When the current Black Panther disbands the Hatut Zeraze due to their brutality, White Wolf and his subordinates leave Wakanda to work as mercenaries. Though resentful of this situation, White Wolf still harbors a love for his adopted home country and agrees to aid Black Panther when necessary.

Hunter became displeased that T'Challa abdicated the Wakandan throne to protect Hell's Kitchen, Manhattan (T'Challa's goal was to test himself after recent losses and Matt Murdock needed time to heal after recent events). In retaliation, he killed some people to take the Black Panther mantle from T'Challa. When Black Panther defeated White Wolf, he was told that Wakanda has no place for murderers.

When Wakanda transitioned into a parliamentary democracy, White Wolf sows discord in Wakanda by taking advantage of the "Wakanda Forever" movement and infecting immigrants to Wakanda with a bioweapon he obtained. White Wolf is defeated by Captain America and Nomad (Ian Rogers) and remanded to the Mohanndan prison.

White Wolf seizes power in Dimension Z and allows the dimension's power to corrupt him, transforming him into a humanoid white wolf. He forms a tentative alliance with Bucky Barnes, who he betrays in a bid to gain more power. White Wolf is ultimately thwarted by Captain America and Falcon.

==Powers and abilities==
White Wolf is an expert at hand-to-hand combat. His suit is made of vibranium mesh and possesses a special cloaking technology. His costume stops bullets in mid-flight, is immune to slashes, and can double as a business suit. It incorporates boots with energy-dampening abilities, and an assortment of handguns and other weapons.

==Reception==
Chase Magnett of ComicBook.com described White Wolf as one of the best Black Panther villains and expressed interest in seeing the character in a Marvel film.

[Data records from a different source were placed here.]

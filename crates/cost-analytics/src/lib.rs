//! Cost analytics for per-tenant cloud spend and resource utilization
//!
//! This crate provides the feature-engineering and model layer for:
//! - Daily cost feature extraction and utilization summaries
//! - Cost anomaly detection with an isolation forest
//! - Daily cost forecasting with seasonal or linear models
//! - Instance right-sizing against a size/price catalog
//! - Per-tenant model isolation with atomic retraining

#![warn(missing_docs)]

pub mod anomaly;
pub mod config;
pub mod error;
pub mod features;
pub mod forecast;
pub mod model;
pub mod registry;
pub mod rightsizing;
pub mod series;

pub use config::{AnalyticsConfig, AnomalyDetectorConfig, ForecasterConfig, RightSizerConfig};
pub use error::{CostAnalyticsError, CostAnalyticsResult};
pub use model::{ModelKind, ModelMetadata};
pub use series::{daily_totals, CostObservation, MetricSample};

// Feature extraction
pub use features::{
    extract_cost_features, extract_utilization_features, extract_utilization_features_window,
    prepare_anomaly_feature_matrix, AnomalyFeatureMatrix, FeatureVector, MetricStats,
    UtilizationSummary,
};

// Anomaly detection
pub use anomaly::{
    summarize, AnomalyRecord, AnomalySeverity, AnomalySummary, AnomalyType, CostAnomalyDetector,
    DetectorSnapshot, TrainingSummary,
};

// Forecasting
pub use forecast::{
    CostForecaster, ForecastPoint, ForecastStrategy, ForecastSummary, ForecastTrainingSummary,
    OverallTrend, TrendLabel,
};

// Right-sizing
pub use rightsizing::{
    FleetResource, FleetSizingReport, InstanceCatalog, InstanceSize, RightSizer, RiskLevel,
    SizingRecommendation,
};

// Tenant registry
pub use registry::{RegistryMetrics, TenantId, TenantModelRegistry};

Peter Eckhardt of Comic Book Resources (CBR) called White Wolf one of the most iconic villains of Black Panther. Darby Harn of Screen Rant named White Wolf one of the best Black Panther characters missing from the Marvel Cinematic Universe and described him as fascinating.

==In other media==
- Hunter / White Wolf appears in Avengers Assemble, voiced by Scott Porter. This version is a former student of N'Jadaka. He assists Black Panther and Shuri in fighting the Shadow Council before he is killed by Tiger Shark in retaliation for Bask attacking Atlantis.
- Hunter / White Wolf appears as a playable character in Lego Marvel's Avengers as part of the Black Panther expansion pack.